Режиссер проводит знак равенства между статистическим мужчиной и своим Дон Жуаном. Отсюда и ход, который поначалу кажется постановочным фокусом: роли Дон Жуана и Лепорелло исполняют неразличимые братья-двойняшки (Юджин и Гербет Перри). Будь такая возможность, и дон Оттавио, и Мазетто, и сам Командор оказались бы их близнецами, только где найти выводок поющих братьев.
Криминальный негодяй из телеоперы — естественный мужчина. Его поступки — не отклонения, а норма, погребенная под наростами цивилизации и измышлениями искусства.
В постановке есть примечательная сцена. Дон Жуан и Лепорелло пьют кока-колу и беседуют под звуки огромного переносного приемника, который транслирует арию Керубино из «Свадьбы Фигаро», ту самую, знаменитую: «Мальчик резвый, кудрявый, влюбленный, с ранних лет женской лаской прельщенный». Бандиты пьют, закусывают, слушают, как Фигаро увещевает любвеобильного Керубино: «Не пора ли мужчиною стать». Он и стал. Подрос — и вот он.
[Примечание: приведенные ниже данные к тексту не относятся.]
impl FormulaCore {
    fn is_disposed(&self) -> bool {
        self.disposed.load(Ordering::Acquire)
    }

    fn mark_dirty(&self, events: &[PathChangeEvent]) {
        if self.is_disposed() {
            return;
        }
        let manager = self.manager.read();
        for event in events {
            for mapping in manager.symbols().iter() {
                if BeanPath::parse(&mapping.path).ok().as_ref() != Some(event.path()) {
                    continue;
                }
                for root in event.roots() {
                    self.dirty.mark(&root.downgrade(), &mapping.symbol);
                }
            }
        }
    }

    /// Mark every symbol of `formula` dirty for each of `roots`.
    fn seed(&self, formula: &Formula, roots: &[BeanRef]) {
        for root in roots {
            for symbol in formula.symbols() {
                self.dirty.mark(&root.downgrade(), symbol);
            }
        }
    }

    /// Listen to `paths` on behalf of a formula, all or nothing.
    fn register_paths(&self, paths: &[BeanPath]) -> Result<(), GraphError> {
        for (index, path) in paths.iter().enumerate() {
            if let Err(err) = self
                .base
                .add_path_listener(path, self.symbol_listener.clone())
            {
                self.unregister_paths(&paths[..index]);
                return Err(err);
            }
        }
        Ok(())
    }

    fn unregister_paths(&self, paths: &[BeanPath]) {
        for path in paths {
            // Paths were parsed when registered; removal cannot fail.
            let _ = self.base.remove_path_listener(path, &self.symbol_listener);
        }
    }

    /// Drop every engine-side trace of a formula.
    fn retire(&self, id: FormulaId) {
        let registration = self.registrations.lock().remove(&id);
        if let Some(registration) = registration {
            self.unregister_paths(&registration.paths);
        }
        self.results.lock().retain(|(_, formula), _| *formula != id);
    }

    fn drain(&self) -> usize {
        let serial = self.draining.lock();
        if self.is_disposed() {
            return 0;
        }
        let span_id = self.base.tracer().new_span_id();
        let dirty = self.dirty.drain();
        self.base.tracer().on_drain(span_id, dirty.len());
        if dirty.is_empty() {
            return 0;
        }

        let (formulas, symbols) = {
            let manager = self.manager.read();
            let formulas: Vec<Formula> = manager
                .formulas()
                .iter()
                .filter(|f| f.is_enabled())
                .map(Formula::snapshot)
                .collect();
            (formulas, manager.symbols().clone())
        };

        let mut evaluations = 0;
        let mut events = Vec::new();
        for entry in &dirty {
            let Some(root) = entry.root.upgrade() else {
                continue;
            };
            if !self.base.contains_root(&root) {
                continue;
            }
            for formula in &formulas {
                if !formula.symbols().iter().any(|s| entry.contains(s)) {
                    continue;
                }
                evaluations += 1;
                events.extend(self.recompute(span_id, &root, formula, &symbols));
            }
        }
        debug!(
            span = span_id.0,
            roots = dirty.len(),
            evaluations,
            changed = events.len(),
            "drain finished"
        );
        // Listeners may start another drain.
        drop(serial);
        self.publish(events);
        evaluations
    }

    /// Evaluate `formula` for `root` and return an event if the cached result
    /// changed.
    fn recompute(
        &self,
        span_id: SpanId,
        root: &BeanRef,
        formula: &Formula,
        symbols: &SymbolMappings,
    ) -> Option<PathChangeEvent> {
        let tracer = self.base.tracer();
        let mut copy = formula.snapshot();
        let outcome = (|| -> anyhow::Result<Value> {
            for symbol in formula.symbols() {
                let path = symbols
                    .bean_path_for_symbol(symbol)
                    .with_context(|| format!("symbol '{symbol}' is not mapped"))?;
                let value = self
                    .base
                    .get(root, path)
                    .with_context(|| format!("reading '{path}' for symbol '{symbol}'"))?;
                if !value.is_ready() {
                    return Ok(Value::NotReady);
                }
                copy.bind(symbol, value);
            }
            Ok(copy.evaluate()?)
        })();

        let new = match outcome {
            Ok(value) => value,
            Err(err) => {
                warn!(
                    formula = formula.name(),
                    root = ?root,
                    error = %format!("{err:#}"),
                    "formula evaluation failed"
                );
                tracer.on_formula_evaluated(
                    span_id,
                    formula.id(),
                    root.id(),
                    EvaluationResult::Error {
                        message: format!("{err:#}"),
                    },
                );
                return None;
            }
        };

        let key = (root.id(), formula.id());
        let old = {
            let mut results = self.results.lock();
            if self.is_disposed() {
                return None;
            }
            let old = results.get(&key).cloned().unwrap_or(Value::NotReady);
            if old != new {
                results.insert(key, new.clone());
            }
            old
        };

        let result = if !new.is_ready() {
            EvaluationResult::Deferred
        } else if old == new {
            EvaluationResult::Unchanged
        } else {
            EvaluationResult::Changed
        };
        tracer.on_formula_evaluated(span_id, formula.id(), root.id(), result);

        (old != new).then(|| PathChangeEvent::new(formula.path(), vec![root.clone()], old, new))
    }

    fn publish(&self, events: Vec<PathChangeEvent>) {
        if self.is_disposed() {
            return;
        }
        self.base.fire_synthetic(events);
    }
}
О каком наказании может идти речь, если все проистекает натурально? Когда в финале Дон Жуана утаскивают под сцену, Селларс выводит ребенка в белом и воздушном, ангела Господня, — потому что герой уходит вовсе не в ад. Все уже с самого начала происходит в аду — в Южном Бронксе. Ниже и страшней — некуда. (Это по Селларсу, с другими местами знакомому хуже, — ср. у Бродского: «Страшный суд — страшным судом, но вообще-то человека, прожившего жизнь в России, следовало бы без разговоров помещать в рай»). Дон Жуан наконец добивается блаженства, попадая туда, где его дожидаются симпатичные грешницы. Овладевая женщинами в земной жизни, он и репетировал без конца это наслаждение, кратковременно достигая в актах обладания райских пределов.
Достижимых, кстати, и другими путями: сублимацией мужского начала. Не зря Дон Жуан достаточно рационален, чтобы подсчитывать свои жертвы, и отчет о триумфах выглядит примером из задачника: 640 итальянок, 231 немка, 100 француженок, 91 турчанка и так далее, одних испанок mille tre . Так снайпер делает зарубки на прикладе винтовки.
Так торжествует в столетиях, на всех меридианах идея триумфа как уничтожения, самоутверждения как унижения, преодоления как попрания, победы как порабощения.
Вовсе не обязательно мужскому подсознанию проявляться сугубо по-мужски, важно, что оно есть, что оно таково, то есть страшно, и близнецы Дон Жуаны — все в черных усах или все в черных беретах — строятся в шеренги, колонны, бригады, армии, повзводно, понародно, подержавно. Все рады в рай, и грехи пускают.
1991
Нужен ли недоросль Израилю?
Нью-йоркские гастроли театра Евгения Арье — тель-авивского, а прежде московского режиссера — привлекали заранее. Обе главные затеи Арье казались безумными: открыть русский театр в Израиле, и открыть его спектаклем по пьесе англичанина Тома Стоппарда «Розенкранц и Гильденстерн мертвы».
Израиль — государство особое: вместо конституции — Пятикнижие. В отличие от Штатов, с их концепцией «плавильного котла» культуры, Израиль — убежище и хранилище всего еврейского, и театр на русском языке противоречит самому смыслу страны. Строго говоря, там даже русские газеты — необходимые при полумиллионном русскоязычном населении — роскошь и уступка времени.
В уступке и дело: в разрыве теории и практики государства, претендующего на место среди цивилизованных. Сработали законы рынка, есть спрос (зрители), есть предложение (актеры) — достаточно. Так и вышло, что в принципиально многокультурном Нью-Йорке среди полусотни этнических театров русского нет, а в монокультурном Тель-Авиве уже год — успешно работающий театр «Гешер» («Мост»), основанный москвичами режиссером Евгением Арье и директором Славой Мальцевым, Тут уже проще понять выбор первого спектакля: ничего не оставалось, как настаивать на своей исключительности. И Арье начал вызывающе недемократично — элитарной пьесой Стоппарда. В конце концов, в формуле «хлеба и зрелищ» ясно обозначена функция театра как роскоши. Поставив потом понятный спектакль о Дрейфусе (с него бы, кажется, и начинать), Арье снова взялся за свое: булгаковский «Мольер», попурри из русских комедий — «Недоросль», «Женитьба», «Клоп». Вот бы удивился Фонвизин! О Гоголе боязно и подумать, хотя он бы в конечном счете одобрил затею русского театра в еврейском государстве, поскольку был убежден, «что жиды не могут иначе рассуждать, как на улице, и что их языка сам демон не поймет».